Algo similar ocurre con determinada clase de individuos en sociedad, y sobre todo con aquellos que alcanzan cierta preeminencia pública. Objetivo de los reflectores y de las cámaras, muchos de ellos reciben —y a veces los merecen— los mejores elogios por su desempeño empresarial. Ya sobre la alfombra roja o en la vida social, ciertas de estas celebridades suelen vender su imagen con alguna sonrisa de ocasión, y con ello ganan adeptos a la distancia. Ahora, se dan también los casos de miembros de la élite lo suficientemente cafres como para ni siquiera dignarse a responder el saludo del admirador espontáneo o de su propia servidumbre, referente con el cual muchos identifican al hombre de la foto.
Se trata de Luis Fernando Santos Calderón, flamante ejecutivo e ícono de la Casa Editorial El Tiempo, a la que perteneció con lujo de servicio empresarial durante 40 años en diversos cargos estratégicos, y quien puede ser uno de esos protagonistas de la vida social y corporativa del país que, gracias al éxito, pero sobre todo al poder político y económico detentado, sólo recibe encomios y tiene aúlicos por doquier, lo cual no deja de ser una apuesta a la ruleta, toda vez que un designio suyo puede —para bien o para mal— marcar un destino.
Talvez no haya dependencia a la que ingresara o trayecto que recorriera dentro de las instalaciones del diario donde no se lo recuerde por algo distinto a su soberbia, descortesía ramplona y despotismo congénito. Salvo para hacerles algún requerimiento a sus empleados, el hombre es recordado en el ámbito de sus relaciones con el común del personal porque pasaba por entre sus súbditos como si fueran entes abstractos, cuando no cosas despreciables.
Y es así como desde la óptica y la experiencia de muchos de quienes fueron sus colaboradores, la figura de Santos resulta bastante ingrata. Muchos de ellos no lo evocan propiamente por su buena onda como persona, pues su naturaleza arrogante, su falta de modales y su prepotencia parecen ser parte de su impronta como empresario y de sus códigos como individuo. Parece evidente que su visión sobre el prójimo distinto al de su estirpe es más o menos la misma que pueda tener sobre las cucarachas.
"Si ese man pudiera pisarlo a uno", comentaba un mensajero, "lo haría gustoso. Pero no lo hace por obvias razones, y es que la caca no se pisa. Por lo general, el tipo no saluda a nadie. Simplemente, pasa como una mula".
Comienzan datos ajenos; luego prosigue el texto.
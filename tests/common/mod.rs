//! Spin-1/2 Heisenberg chain fixtures shared by the integration tests.
//!
//! Single-site basis: index 0 = up, index 1 = down. A block of `k` sites has
//! natural index `s = Σ_l b_l 2^l` with `b_l` the single-site index of local
//! site `l`. State labels count up spins.

#![allow(dead_code, non_snake_case)]

use ndarray as nd;
use ndarray_linalg::{ EighInto, UPLO };
use num_complex::Complex64 as C64;
use superblock_diag::{
    block::{ Block, LeftRightSuper, Modifier },
    model::{ AdditionalData, Geometry, LinkData, LinkProduct },
    qn::{ ModalStructure, QuantumLabel },
    sparse::CsrMatrix,
};

pub const SZ: usize = 0;
pub const SP: usize = 1;

pub fn c(x: f64) -> C64 { C64::from(x) }

pub fn sz() -> nd::Array2<C64> {
    nd::array![[c(0.5), c(0.0)], [c(0.0), c(-0.5)]]
}

pub fn sp() -> nd::Array2<C64> {
    nd::array![[c(0.0), c(1.0)], [c(0.0), c(0.0)]]
}

fn bit(s: usize, l: usize) -> usize { (s >> l) & 1 }

/// Single-site operator `op` acting on site `l` of `k` sites.
pub fn site_op(op: &nd::Array2<C64>, l: usize, k: usize) -> nd::Array2<C64> {
    let n = 1 << k;
    let mut O: nd::Array2<C64> = nd::Array2::zeros((n, n));
    for s in 0..n {
        for t in 0..n {
            let others_equal = (0..k).all(|q| q == l || bit(s, q) == bit(t, q));
            if others_equal { O[[s, t]] = op[[bit(s, l), bit(t, l)]]; }
        }
    }
    O
}

/// Heisenberg bond `J (Sz_i Sz_j + (S+_i S-_j + S-_i S+_j) / 2)` on `k`
/// sites.
pub fn bond(i: usize, j: usize, k: usize, J: f64) -> nd::Array2<C64> {
    let (zi, zj) = (site_op(&sz(), i, k), site_op(&sz(), j, k));
    let (pi, pj) = (site_op(&sp(), i, k), site_op(&sp(), j, k));
    let mi = pi.t().mapv(|a| a.conj());
    let mj = pj.t().mapv(|a| a.conj());
    (zi.dot(&zj) + (pi.dot(&mj) + mi.dot(&pj)) * c(0.5)) * c(J)
}

/// Open Heisenberg chain on `k` sites with uniform coupling `J`.
pub fn chain_hamiltonian(k: usize, J: f64) -> nd::Array2<C64> {
    let n = 1 << k;
    let mut H: nd::Array2<C64> = nd::Array2::zeros((n, n));
    for i in 0..k.saturating_sub(1) {
        H += &bond(i, i + 1, k, J);
    }
    H
}

/// Lowest eigenvalue of a dense hermitian matrix.
pub fn lowest(H: nd::Array2<C64>) -> f64 {
    let (E, _) = H.eigh_into(UPLO::Lower).unwrap();
    E[0]
}

/// Labels of a `k`-site block: number of up spins.
pub fn labels(k: usize) -> Vec<QuantumLabel> {
    (0..1usize << k)
        .map(|s| QuantumLabel::new((0..k).filter(|l| bit(s, *l) == 0).count() as u32, vec![]))
        .collect()
}

/// A `k`-site chain block over `sites`, with local site `l` mapped to
/// `sites[l]` and an internal open chain of coupling `J` plus a uniform
/// field `h` on Sz.
pub fn chain_block(sites: Vec<usize>, J: f64, h: f64, modal: &ModalStructure) -> Block {
    let k = sites.len();
    let mut H = chain_hamiltonian(k, J);
    for l in 0..k {
        H += &(site_op(&sz(), l, k) * c(h));
    }
    let mut block
        = Block::new(sites, &labels(k), &CsrMatrix::from_dense(&H), modal).unwrap();
    for l in 0..k {
        block.insert_operator(l, SZ, &CsrMatrix::from_dense(&site_op(&sz(), l, k)))
            .unwrap();
        block.insert_operator(l, SP, &CsrMatrix::from_dense(&site_op(&sp(), l, k)))
            .unwrap();
    }
    block
}

/// Superblock of two `k`-site blocks of a `2k`-site chain. With `mirror`,
/// the right block lists its sites in reverse so that both blocks carry
/// identical bases.
pub fn chain_superblock(k: usize, J: f64, mirror: bool) -> LeftRightSuper {
    let modal = ModalStructure::default();
    let left = chain_block((0..k).collect(), J, 0.0, &modal);
    let right_sites: Vec<usize>
        = if mirror { (k..2 * k).rev().collect() } else { (k..2 * k).collect() };
    let right = chain_block(right_sites, J, 0.0, &modal);
    LeftRightSuper::new(left, right, &modal).unwrap()
}

/// Nearest-neighbor Heisenberg chain geometry: term 0 is `Sz Sz`, term 1 is
/// the spin flip.
#[derive(Clone, Debug)]
pub struct Chain {
    pub sites: usize,
    pub J: f64,
}

impl Geometry for Chain {
    fn num_sites(&self) -> usize { self.sites }

    fn terms(&self) -> usize { 2 }

    fn connected(&self, term: usize, i: usize, j: usize) -> bool {
        let neighbors = i.abs_diff(j) == 1;
        match term {
            0 => neighbors && i < j,
            _ => neighbors,
        }
    }

    fn coupling(&self, term: usize, _item: &[usize], _edofs: &[usize]) -> C64 {
        match term {
            0 => c(self.J),
            _ => c(0.5 * self.J),
        }
    }
}

/// Link products of [`Chain`].
#[derive(Clone, Debug)]
pub struct Heisenberg;

impl LinkProduct for Heisenberg {
    fn dofs(&self, _term: usize, _data: &AdditionalData) -> usize { 1 }

    fn link_data(&self, term: usize, _dof: usize, _su2: bool, _data: &AdditionalData)
        -> LinkData
    {
        match term {
            0 => LinkData::boson((SZ, SZ)).with_mods((Modifier::N, Modifier::N)),
            _ => LinkData::boson((SP, SP)),
        }
    }
}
Se dice que en otros tiempos, en sus años mozos, hacia los '80, y para efectos del campeonato interno de fútbol de la empresa, decidió, con buen olfato político, integrar el equipo de una de las secciones sindicalmente más sensibles y más importantes del diario: el departamento de rotativa. ¿Se imaginan un paro en esa dependencia?
A propósito de aquel torneo, cuenta la leyenda que era tanta la animadversión que Santos despertaba entre muchos de sus súbditos, que alguno de ellos, prevalido del cierto fuero que se tiene dentro del campo deportivo con relación al ámbito laboral, aprovechó la coyuntura para mandarle "tremendo viajado" —es decir, una patada de padre y señor— que le costó al jefe una delicada lesión de rodilla, suficiente para conminarlo a las muletas durante varias temporadas, y al parecer a riesgo de quedar caminando como chencho de por vida. Algunas fuentes refieren que el alcance de la coz de su empleado llegó hasta los Estados Unidos, donde el alto ejecutivo fue tratado. Como quien dice, una lección de la arrogancia con la malparidez, digna de no olvidar nunca.